___ Data ___

//! Alert channels service

use reqwest::Method;
use serde::de::IgnoredAny;

use super::integrations::{IntegrationsService, typed_getters};
use crate::client::endpoints;
use crate::error::Result;
use crate::models::AlertChannelData;
use crate::models::alert_channel::{
    AwsS3Data, CiscoSparkWebhookData, CloudwatchEbData, DatadogData, EmailUserData,
    GcpPubSubData, IbmQradarData, JiraData, MicrosoftTeamsData, NewRelicInsightsData,
    PagerDutyApiData, SlackChannelData, SplunkHecData, VictorOpsData, WebhookData,
};

pub type AlertChannelsService<'a> = IntegrationsService<'a, AlertChannelData>;

impl AlertChannelsService<'_> {
    /// Ask the platform to send a test notification through the channel
    pub async fn test(&self, guid: &str) -> Result<()> {
        self.crud().require_guid(guid)?;
        let _: IgnoredAny = self
            .crud()
            .client()
            .request(Method::POST, &endpoints::alert_channel_test(guid))
            .await?;
        Ok(())
    }
}

typed_getters! {
    AlertChannelData {
        get_email_user => EmailUserData,
        get_slack_channel => SlackChannelData,
        get_aws_s3 => AwsS3Data,
        get_cloudwatch_eb => CloudwatchEbData,
        get_datadog => DatadogData,
        get_webhook => WebhookData,
        get_victorops => VictorOpsData,
        get_cisco_spark_webhook => CiscoSparkWebhookData,
        get_microsoft_teams => MicrosoftTeamsData,
        get_splunk_hec => SplunkHecData,
        get_pagerduty_api => PagerDutyApiData,
        get_new_relic_insights => NewRelicInsightsData,
        get_ibm_qradar => IbmQradarData,
        get_gcp_pubsub => GcpPubSubData,
        get_jira => JiraData,
    }
}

___

Please filter the data down to the lines containing the word "CloudwatchEbData".

    AwsS3Data, CiscoSparkWebhookData, CloudwatchEbData, DatadogData, EmailUserData,
        get_cloudwatch_eb => CloudwatchEbData,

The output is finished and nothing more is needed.